======== Task input
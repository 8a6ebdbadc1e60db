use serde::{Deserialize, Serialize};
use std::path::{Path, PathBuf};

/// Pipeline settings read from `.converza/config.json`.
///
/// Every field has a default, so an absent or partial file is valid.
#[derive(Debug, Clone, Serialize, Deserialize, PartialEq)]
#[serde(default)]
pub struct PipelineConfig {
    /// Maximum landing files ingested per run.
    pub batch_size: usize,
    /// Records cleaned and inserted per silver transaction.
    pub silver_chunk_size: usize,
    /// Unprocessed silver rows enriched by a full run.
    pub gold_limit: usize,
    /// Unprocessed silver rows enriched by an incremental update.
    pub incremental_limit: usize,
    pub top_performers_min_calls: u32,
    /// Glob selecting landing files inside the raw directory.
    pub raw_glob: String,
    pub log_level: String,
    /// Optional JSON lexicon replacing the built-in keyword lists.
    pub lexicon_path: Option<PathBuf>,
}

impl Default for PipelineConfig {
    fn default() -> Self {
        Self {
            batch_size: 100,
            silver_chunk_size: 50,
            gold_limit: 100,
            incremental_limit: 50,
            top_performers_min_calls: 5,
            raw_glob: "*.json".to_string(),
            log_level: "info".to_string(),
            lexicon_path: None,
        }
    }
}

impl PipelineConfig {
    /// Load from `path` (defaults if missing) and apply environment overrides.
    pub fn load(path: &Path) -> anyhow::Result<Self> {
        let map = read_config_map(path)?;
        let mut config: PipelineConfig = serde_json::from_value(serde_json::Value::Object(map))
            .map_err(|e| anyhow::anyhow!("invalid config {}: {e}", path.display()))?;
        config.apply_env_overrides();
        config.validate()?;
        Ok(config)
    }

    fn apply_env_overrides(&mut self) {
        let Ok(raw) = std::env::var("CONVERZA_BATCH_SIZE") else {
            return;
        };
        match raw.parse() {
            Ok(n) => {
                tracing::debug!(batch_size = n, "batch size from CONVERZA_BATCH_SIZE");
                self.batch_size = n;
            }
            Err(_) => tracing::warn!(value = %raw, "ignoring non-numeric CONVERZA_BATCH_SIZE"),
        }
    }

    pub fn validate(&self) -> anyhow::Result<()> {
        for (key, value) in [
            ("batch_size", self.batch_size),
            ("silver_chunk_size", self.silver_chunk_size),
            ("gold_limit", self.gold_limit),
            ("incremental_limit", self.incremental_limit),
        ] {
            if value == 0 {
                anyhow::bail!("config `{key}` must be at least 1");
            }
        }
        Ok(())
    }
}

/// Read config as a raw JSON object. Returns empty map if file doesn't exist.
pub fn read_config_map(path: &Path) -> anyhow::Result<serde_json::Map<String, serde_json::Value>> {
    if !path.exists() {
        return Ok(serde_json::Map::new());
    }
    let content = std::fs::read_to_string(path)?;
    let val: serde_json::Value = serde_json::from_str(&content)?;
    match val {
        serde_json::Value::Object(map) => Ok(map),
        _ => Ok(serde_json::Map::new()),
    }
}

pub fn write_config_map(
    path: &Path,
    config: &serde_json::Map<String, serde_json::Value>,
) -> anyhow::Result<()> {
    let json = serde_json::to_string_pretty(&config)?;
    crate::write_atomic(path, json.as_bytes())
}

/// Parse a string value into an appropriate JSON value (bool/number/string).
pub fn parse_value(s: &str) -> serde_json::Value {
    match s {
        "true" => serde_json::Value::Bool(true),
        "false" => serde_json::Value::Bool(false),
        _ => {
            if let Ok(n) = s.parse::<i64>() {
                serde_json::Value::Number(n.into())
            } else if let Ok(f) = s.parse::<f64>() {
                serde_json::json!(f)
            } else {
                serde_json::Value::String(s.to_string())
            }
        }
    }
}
================
======== Task input
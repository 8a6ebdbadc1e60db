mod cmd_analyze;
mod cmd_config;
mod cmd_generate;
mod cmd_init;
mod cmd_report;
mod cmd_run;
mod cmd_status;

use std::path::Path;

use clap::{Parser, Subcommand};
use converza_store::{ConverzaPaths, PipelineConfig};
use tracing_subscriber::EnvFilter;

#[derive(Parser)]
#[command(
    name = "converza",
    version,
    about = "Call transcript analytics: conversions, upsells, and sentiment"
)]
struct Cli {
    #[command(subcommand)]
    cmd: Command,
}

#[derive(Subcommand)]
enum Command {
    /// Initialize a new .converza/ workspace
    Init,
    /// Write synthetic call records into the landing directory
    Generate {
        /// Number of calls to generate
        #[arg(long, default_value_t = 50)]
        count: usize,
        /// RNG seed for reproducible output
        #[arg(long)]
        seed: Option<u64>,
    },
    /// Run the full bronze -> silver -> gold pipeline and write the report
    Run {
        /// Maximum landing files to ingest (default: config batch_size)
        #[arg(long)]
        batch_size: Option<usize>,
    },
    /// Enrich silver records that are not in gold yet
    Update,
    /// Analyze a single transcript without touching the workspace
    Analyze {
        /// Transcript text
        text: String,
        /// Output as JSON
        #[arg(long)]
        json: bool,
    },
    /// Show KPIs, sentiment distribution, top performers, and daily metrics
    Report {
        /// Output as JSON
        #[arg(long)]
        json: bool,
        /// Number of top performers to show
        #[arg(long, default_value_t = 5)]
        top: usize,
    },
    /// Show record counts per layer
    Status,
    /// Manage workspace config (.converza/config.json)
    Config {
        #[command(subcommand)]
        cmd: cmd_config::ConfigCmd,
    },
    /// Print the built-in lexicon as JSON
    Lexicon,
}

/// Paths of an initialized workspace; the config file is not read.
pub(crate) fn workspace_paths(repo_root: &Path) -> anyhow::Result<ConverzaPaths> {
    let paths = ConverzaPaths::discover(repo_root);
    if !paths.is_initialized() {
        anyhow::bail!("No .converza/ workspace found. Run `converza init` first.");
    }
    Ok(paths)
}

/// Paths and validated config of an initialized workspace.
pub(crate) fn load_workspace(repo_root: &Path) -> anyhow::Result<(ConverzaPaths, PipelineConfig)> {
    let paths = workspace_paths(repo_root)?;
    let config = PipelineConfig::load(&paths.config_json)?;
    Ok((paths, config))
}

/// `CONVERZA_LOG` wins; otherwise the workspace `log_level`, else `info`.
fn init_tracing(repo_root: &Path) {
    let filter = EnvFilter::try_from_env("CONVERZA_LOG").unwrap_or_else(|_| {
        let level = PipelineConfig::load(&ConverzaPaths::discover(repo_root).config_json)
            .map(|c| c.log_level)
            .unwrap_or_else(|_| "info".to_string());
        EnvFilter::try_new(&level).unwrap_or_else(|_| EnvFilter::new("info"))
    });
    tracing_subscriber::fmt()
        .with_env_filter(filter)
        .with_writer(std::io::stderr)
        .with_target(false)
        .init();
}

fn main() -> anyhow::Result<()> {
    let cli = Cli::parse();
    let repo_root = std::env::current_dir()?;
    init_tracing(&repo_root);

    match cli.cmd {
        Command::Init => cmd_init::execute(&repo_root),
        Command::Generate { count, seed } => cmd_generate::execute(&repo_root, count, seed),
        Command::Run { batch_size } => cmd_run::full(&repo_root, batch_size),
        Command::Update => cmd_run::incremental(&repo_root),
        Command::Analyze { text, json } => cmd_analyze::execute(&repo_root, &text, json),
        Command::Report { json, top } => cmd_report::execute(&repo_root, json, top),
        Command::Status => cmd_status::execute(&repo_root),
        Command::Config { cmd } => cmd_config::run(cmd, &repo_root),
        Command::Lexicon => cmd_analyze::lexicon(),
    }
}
================
— Problem description —
When the line with "workspace config (.converza/config.json)" is reached in the data above, start copying there, and copy each line exactly until the line with "let paths = workspace_paths(repo_root)?;" has been copied; copy nothing else.

— Task output —
    /// Manage workspace config (.converza/config.json)
    Config {
        #[command(subcommand)]
        cmd: cmd_config::ConfigCmd,
    },
    /// Print the built-in lexicon as JSON
    Lexicon,
}

/// Paths of an initialized workspace; the config file is not read.
pub(crate) fn workspace_paths(repo_root: &Path) -> anyhow::Result<ConverzaPaths> {
    let paths = ConverzaPaths::discover(repo_root);
    if !paths.is_initialized() {
        anyhow::bail!("No .converza/ workspace found. Run `converza init` first.");
    }
    Ok(paths)
}

/// Paths and validated config of an initialized workspace.
pub(crate) fn load_workspace(repo_root: &Path) -> anyhow::Result<(ConverzaPaths, PipelineConfig)> {
    let paths = workspace_paths(repo_root)?;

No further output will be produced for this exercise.